HIGHLIGHTS IN HISTORY
Today’s highlight:
On Oct. 30, 1735 (New Style calendar), the second president of the United States, John Adams, was born in Braintree, Massachusetts.
On this date:
1912: Vice President James S. Sherman, running for a second term of office with President William Howard Taft, died six days before Election Day.
1944: The Martha Graham ballet “Appalachian Spring,” with music by Aaron Copland, premiered at the Library of Congress in Washington, D.C., with Graham in a leading role.
1945: The U.S. government announced the end of shoe rationing, effective at midnight.
1953: Gen. George C. Marshall was awarded the Nobel Peace Prize. Dr. Albert Schweitzer received the Peace Prize for 1952.
1961: The Soviet Union tested a hydrogen bomb, the “Tsar Bomba,” with a force estimated at about 50 megatons.
1972: 45 people were killed when an Illinois Central Gulf commuter train was struck from behind by another train on Chicago’s South Side.
1974: Muhammad Ali knocked out George Foreman in the eighth round of a 15-round bout in Kinshasa, Zaire, known as the “Rumble in the Jungle,” to regain his world heavyweight title.
1975: The New York Daily News ran the headline “Ford to City: Drop Dead” a day after President Gerald R. Ford said he would veto any proposed federal bailout of New York City.
1979: President Carter announced his choice of federal appeals judge Shirley Hufstedler to head the newly created Department of Education.
1985: Schoolteacher-astronaut Christa McAuliffe witnessed the launch of the space shuttle Challenger, the same craft that would carry her and six other crew members to their deaths in Jan.
1986. 2002: Jam Master Jay (Jason Mizell), a rapper with the hiphop group Run-DMC, was killed in a shooting in New York. He was 37.
Ten years ago: A federal jury in Miami convicted the son of former Liberian President Charles Taylor in the first case brought under a 1994 U.S. law allowing prosecution for torture and atrocities committed overseas.

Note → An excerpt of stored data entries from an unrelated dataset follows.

use serde::{Deserialize, Serialize};
use validator::Validate;

use crate::core::time::format_primitive;
use crate::db::models::{AnswerOption, Question};
use crate::db::types::QuestionKind;
use crate::repositories::questions::NewOption;

#[derive(Debug, Deserialize, Serialize)]
pub(crate) struct AnswerOptionInput {
    pub(crate) text: String,
    #[serde(default)]
    #[serde(alias = "isCorrect")]
    pub(crate) is_correct: bool,
}

/// Used for both create and update; an update replaces the whole option list.
#[derive(Debug, Deserialize, Validate)]
pub(crate) struct QuestionInput {
    #[validate(length(max = 10000, message = "text is too long"))]
    pub(crate) text: String,
    pub(crate) kind: QuestionKind,
    #[serde(default = "default_points")]
    pub(crate) points: i32,
    #[validate(length(max = 50, message = "a question can have at most 50 options"))]
    pub(crate) options: Vec<AnswerOptionInput>,
}

impl QuestionInput {
    pub(crate) fn new_options(&self) -> Vec<NewOption<'_>> {
        self.options
            .iter()
            .map(|option| NewOption { text: option.text.trim(), is_correct: option.is_correct })
            .collect()
    }
}

#[derive(Debug, Serialize)]
pub(crate) struct AnswerOptionResponse {
    pub(crate) id: String,
    pub(crate) text: String,
    pub(crate) is_correct: bool,
    pub(crate) order_index: i32,
}

#[derive(Debug, Serialize)]
pub(crate) struct QuestionResponse {
    pub(crate) id: String,
    pub(crate) test_id: String,
    pub(crate) text: String,
    pub(crate) kind: QuestionKind,
    pub(crate) points: i32,
    pub(crate) order_index: i32,
    pub(crate) options: Vec<AnswerOptionResponse>,
    pub(crate) created_at: String,
    pub(crate) updated_at: String,
}

impl QuestionResponse {
    /// `options` may hold options of other questions; only this question's are kept.
    pub(crate) fn from_db(question: Question, options: &[AnswerOption]) -> Self {
        let mut own: Vec<AnswerOptionResponse> = options
            .iter()
            .filter(|option| option.question_id == question.id)
            .map(|option| AnswerOptionResponse {
                id: option.id.clone(),
                text: option.text.clone(),
                is_correct: option.is_correct,
                order_index: option.order_index,
            })
            .collect();
        own.sort_by_key(|option| option.order_index);

        Self {
            id: question.id,
            test_id: question.test_id,
            text: question.text,
            kind: question.kind,
            points: question.points,
            order_index: question.order_index,
            options: own,
            created_at: format_primitive(question.created_at),
            updated_at: format_primitive(question.updated_at),
        }
    }
}

fn default_points() -> i32 {
    1
}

Charles McArthur Emmanuel was later sentenced to 97 years in prison. Five years ago: President Barack Obama claimed “full responsibility” for fixing his administration’s troubled health insurance website, while on Capitol Hill, Health and Human Services Secretary Kathleen Sebelius apologized to frustrated people trying to sign up, declaring that she was accountable for the failures but also defended the historic health care overhaul. The government said the deficit for the 2013 budget year totaled $680.3 billion, down from $1.09 trillion in 2012.

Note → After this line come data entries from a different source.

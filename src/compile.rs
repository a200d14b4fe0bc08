use std::io;

use bumpalo::Bump;
use hashbrown::HashMap;
use mjc_core::asm::CodeStream;
use mjc_core::ast::{DeclId, Program, Stmt, StmtKind};
use mjc_core::{CodeGenerator, CodegenError, TargetConfig, read_program};

use crate::Error;

/// Options for a single compilation.
#[derive(Debug, Clone, Copy, Default)]
pub struct CompileOptions {
    /// Append the source span each line was generated from as a comment.
    pub source_positions: bool,
}

/// Frame offset assigned to one local variable.
#[derive(Debug, Clone, PartialEq, Eq)]
pub struct LocalOffset {
    pub name: String,
    pub id: DeclId,
    pub offset: i32,
}

/// Result of compiling a tree dump.
#[derive(Debug, Clone, PartialEq, Eq)]
pub struct Compilation {
    /// The assembly listing, one line per instruction, label or directive.
    pub assembly: String,
    /// Offsets of every local, ordered by declaration id.
    pub offsets: Vec<LocalOffset>,
}

impl Compilation {
    /// Offset of the first local called `name`.
    pub fn offset_of(&self, name: &str) -> Option<i32> {
        self.offsets
            .iter()
            .find(|local| local.name == name)
            .map(|local| local.offset)
    }

    pub fn offset_of_id(&self, id: DeclId) -> Option<i32> {
        self.offsets
            .iter()
            .find(|local| local.id == id)
            .map(|local| local.offset)
    }
}

/// Read a tree dump and generate assembly for it.
pub fn compile(source: &str, config: &TargetConfig) -> Result<Compilation, Error> {
    compile_with_options(source, config, CompileOptions::default())
}

pub fn compile_with_options(
    source: &str,
    config: &TargetConfig,
    options: CompileOptions,
) -> Result<Compilation, Error> {
    config.validate()?;

    let arena = Bump::new();
    let program = read_program(&arena, source)
        .map_err(|err| Error::compilation(source, err.to_diagnostic()))?;

    let sink = CodeStream::new(Vec::new()).with_source_positions(options.source_positions);
    let (sink, offsets) =
        CodeGenerator::compile(config, sink, program).map_err(|err| match err {
            CodegenError::Sink(err) => Error::Io(err),
            other => Error::compilation(source, other.to_diagnostic()),
        })?;
    let assembly = String::from_utf8(sink.into_inner())
        .map_err(|err| io::Error::new(io::ErrorKind::InvalidData, err))?;

    let names = local_names(program);
    let offsets = offsets
        .sorted()
        .into_iter()
        .map(|(id, offset)| LocalOffset {
            name: names.get(&id).map(|name| name.to_string()).unwrap_or_default(),
            id,
            offset,
        })
        .collect();

    Ok(Compilation { assembly, offsets })
}

/// Names of all local declarations in the program, by id.
fn local_names<'a>(program: &Program<'a>) -> HashMap<DeclId, &'a str> {
    fn visit<'a>(stmt: &Stmt<'a>, names: &mut HashMap<DeclId, &'a str>) {
        match stmt.kind {
            StmtKind::LocalVar(decl) => {
                names.insert(decl.id, decl.name);
            }
            StmtKind::Block(stmts) => stmts.iter().for_each(|stmt| visit(stmt, names)),
            StmtKind::Call(_) => {}
        }
    }

    let mut names = HashMap::new();
    visit(program.main, &mut names);
    for method in program.classes.iter().flat_map(|class| class.methods) {
        method.body.iter().for_each(|stmt| visit(stmt, &mut names));
    }
    names
}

One year ago: Former Trump campaign chairman Paul Manafort and a former Manafort business associate, Rick Gates, were indicted on felony charges including conspiracy against the United States as Special Counsel Robert Mueller’s investigation into Russian interference in the 2016 election revealed its first targets. A former Trump campaign adviser, George Papadopoulos, admitted he lied to the FBI about his contacts with Russians. A federal judge in Washington barred the Trump administration from proceeding with plans to exclude transgender people from military service.